Show every line from the data below that includes "DataType".

** Dataset records follows **

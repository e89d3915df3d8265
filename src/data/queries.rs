//! Aggregation Queries Module
//! The filter and group-by operations the report panels are built from.

use polars::prelude::*;

pub const COL_YEAR: &str = "Year";
pub const COL_MONTH: &str = "Month";
pub const COL_VEHICLE_TYPE: &str = "Vehicle_Type";
pub const COL_SALES: &str = "Automobile_Sales";
pub const COL_AD_SPEND: &str = "Advertising_Expenditure";
pub const COL_UNEMPLOYMENT: &str = "unemployment_rate";
pub const COL_RECESSION: &str = "Recession";

/// Columns the dataset must carry to be usable.
pub const REQUIRED_COLUMNS: [&str; 7] = [
    COL_YEAR,
    COL_MONTH,
    COL_VEHICLE_TYPE,
    COL_SALES,
    COL_AD_SPEND,
    COL_UNEMPLOYMENT,
    COL_RECESSION,
];

/// Calendar order for the Month axis.
pub const MONTH_ORDER: [&str; 12] = [
    "Jan", "Feb", "Mar", "Apr", "May", "Jun", "Jul", "Aug", "Sep", "Oct", "Nov", "Dec",
];

/// Calendar position of a month label, matched on its first three letters.
pub fn month_index(name: &str) -> Option<usize> {
    let prefix = name.trim().get(..3)?;
    MONTH_ORDER
        .iter()
        .position(|m| prefix.eq_ignore_ascii_case(m))
}

/// Rows observed during recession periods (Recession = 1).
pub fn recession_rows(df: &DataFrame) -> PolarsResult<DataFrame> {
    df.clone()
        .lazy()
        .filter(col(COL_RECESSION).eq(lit(1)))
        .collect()
}

/// Rows for a single year.
pub fn rows_for_year(df: &DataFrame, year: i32) -> PolarsResult<DataFrame> {
    df.clone()
        .lazy()
        .filter(col(COL_YEAR).eq(lit(year)))
        .collect()
}

/// Mean Automobile_Sales per Year, ascending by year.
pub fn mean_sales_by_year(df: &DataFrame) -> PolarsResult<Vec<(i32, f64)>> {
    let out = df
        .clone()
        .lazy()
        .group_by([col(COL_YEAR)])
        .agg([col(COL_SALES).mean()])
        .sort([COL_YEAR], Default::default())
        .collect()?;

    let years = int_column(&out, COL_YEAR)?;
    let sales = float_column(&out, COL_SALES)?;
    Ok(years.into_iter().zip(sales).collect())
}

/// Mean Automobile_Sales per Vehicle_Type, ascending by type name.
pub fn mean_sales_by_vehicle_type(df: &DataFrame) -> PolarsResult<Vec<(String, f64)>> {
    let out = df
        .clone()
        .lazy()
        .group_by([col(COL_VEHICLE_TYPE)])
        .agg([col(COL_SALES).mean()])
        .sort([COL_VEHICLE_TYPE], Default::default())
        .collect()?;

    let types = string_column(&out, COL_VEHICLE_TYPE)?;
    let sales = float_column(&out, COL_SALES)?;
    Ok(types.into_iter().zip(sales).collect())
}

/// Total Advertising_Expenditure per Vehicle_Type, ascending by type name.
pub fn total_ad_spend_by_vehicle_type(df: &DataFrame) -> PolarsResult<Vec<(String, f64)>> {
    let out = df
        .clone()
        .lazy()
        .group_by([col(COL_VEHICLE_TYPE)])
        .agg([col(COL_AD_SPEND).sum()])
        .sort([COL_VEHICLE_TYPE], Default::default())
        .collect()?;

    let types = string_column(&out, COL_VEHICLE_TYPE)?;
    let spend = float_column(&out, COL_AD_SPEND)?;
    Ok(types.into_iter().zip(spend).collect())
}

/// Total Automobile_Sales per Month in calendar order. Labels that are not
/// month names sort after December in input order.
pub fn total_sales_by_month(df: &DataFrame) -> PolarsResult<Vec<(String, f64)>> {
    let out = df
        .clone()
        .lazy()
        .group_by([col(COL_MONTH)])
        .agg([col(COL_SALES).sum()])
        .collect()?;

    let months = string_column(&out, COL_MONTH)?;
    let sales = float_column(&out, COL_SALES)?;

    let mut rows: Vec<(String, f64)> = months.into_iter().zip(sales).collect();
    rows.sort_by_key(|(month, _)| month_index(month).unwrap_or(usize::MAX));
    Ok(rows)
}

/// Mean Automobile_Sales per (unemployment_rate, Vehicle_Type) pair.
pub fn mean_sales_by_unemployment_and_type(
    df: &DataFrame,
) -> PolarsResult<Vec<(f64, String, f64)>> {
    let out = df
        .clone()
        .lazy()
        .group_by([col(COL_UNEMPLOYMENT), col(COL_VEHICLE_TYPE)])
        .agg([col(COL_SALES).mean()])
        .sort([COL_UNEMPLOYMENT, COL_VEHICLE_TYPE], Default::default())
        .collect()?;

    let rates = float_column(&out, COL_UNEMPLOYMENT)?;
    let types = string_column(&out, COL_VEHICLE_TYPE)?;
    let sales = float_column(&out, COL_SALES)?;

    Ok(rates
        .into_iter()
        .zip(types)
        .zip(sales)
        .map(|((rate, ty), value)| (rate, ty, value))
        .collect())
}

fn float_column(df: &DataFrame, name: &str) -> PolarsResult<Vec<f64>> {
    let cast = df.column(name)?.cast(&DataType::Float64)?;
    let values = cast.f64()?;
    Ok(values
        .into_iter()
        .map(|v| v.unwrap_or(f64::NAN))
        .collect())
}

fn int_column(df: &DataFrame, name: &str) -> PolarsResult<Vec<i32>> {
    let cast = df.column(name)?.cast(&DataType::Int32)?;
    let values = cast.i32()?;
    Ok(values.into_iter().map(|v| v.unwrap_or(0)).collect())
}

fn string_column(df: &DataFrame, name: &str) -> PolarsResult<Vec<String>> {
    let series = df.column(name)?.as_materialized_series();
    Ok((0..series.len())
        .map(|i| match series.get(i) {
            Ok(v) if !v.is_null() => v.to_string().trim_matches('"').to_string(),
            _ => String::new(),
        })
        .collect())
}

#[cfg(test)]
mod tests {
    use super::*;

    fn sample_frame() -> DataFrame {
        df!(
            COL_YEAR => [1980i64, 1980, 1981, 1981, 1982, 1982],
            COL_MONTH => ["Jan", "Feb", "Jan", "Mar", "Dec", "Jan"],
            COL_VEHICLE_TYPE => [
                "Supperminicar",
                "Sports",
                "Supperminicar",
                "Executivecar",
                "Sports",
                "Supperminicar",
            ],
            COL_SALES => [100.0, 200.0, 300.0, 400.0, 500.0, 600.0],
            COL_AD_SPEND => [10.0, 20.0, 30.0, 40.0, 50.0, 60.0],
            COL_UNEMPLOYMENT => [5.0, 5.0, 4.0, 4.0, 3.0, 3.0],
            COL_RECESSION => [1i64, 1, 0, 0, 0, 1],
        )
        .expect("sample frame")
    }

    #[test]
    fn month_index_matches_calendar() {
        assert_eq!(month_index("Jan"), Some(0));
        assert_eq!(month_index("december"), Some(11));
        assert_eq!(month_index("August"), Some(7));
        assert_eq!(month_index("??"), None);
    }

    #[test]
    fn recession_rows_keep_only_flagged_periods() {
        let rec = recession_rows(&sample_frame()).unwrap();
        assert_eq!(rec.height(), 3);
        let flags = float_column(&rec, COL_RECESSION).unwrap();
        assert!(flags.iter().all(|&f| f == 1.0));
    }

    #[test]
    fn mean_sales_by_year_averages_and_sorts() {
        let rows = mean_sales_by_year(&sample_frame()).unwrap();
        assert_eq!(
            rows,
            vec![(1980, 150.0), (1981, 350.0), (1982, 550.0)]
        );
    }

    #[test]
    fn monthly_totals_follow_calendar_order() {
        let rows = total_sales_by_month(&sample_frame()).unwrap();
        let months: Vec<&str> = rows.iter().map(|(m, _)| m.as_str()).collect();
        assert_eq!(months, vec!["Jan", "Feb", "Mar", "Dec"]);
        assert_eq!(rows[0].1, 1000.0); // Jan: 100 + 300 + 600
        assert_eq!(rows[3].1, 500.0);
    }

    #[test]
    fn ad_spend_totals_per_type() {
        let rows = total_ad_spend_by_vehicle_type(&sample_frame()).unwrap();
        assert_eq!(
            rows,
            vec![
                ("Executivecar".to_string(), 40.0),
                ("Sports".to_string(), 70.0),
                ("Supperminicar".to_string(), 100.0),
            ]
        );
    }

    #[test]
    fn unemployment_breakdown_pairs_rate_with_type() {
        let rows = mean_sales_by_unemployment_and_type(&sample_frame()).unwrap();
        assert_eq!(rows.len(), 6);
        assert_eq!(rows[0], (3.0, "Sports".to_string(), 500.0));
        assert_eq!(rows[1], (3.0, "Supperminicar".to_string(), 600.0));
        assert_eq!(rows[5], (5.0, "Supperminicar".to_string(), 100.0));
    }
}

** End of Dataset records **

* _Exercise result_:
    let cast = df.column(name)?.cast(&DataType::Float64)?;
    let cast = df.column(name)?.cast(&DataType::Int32)?;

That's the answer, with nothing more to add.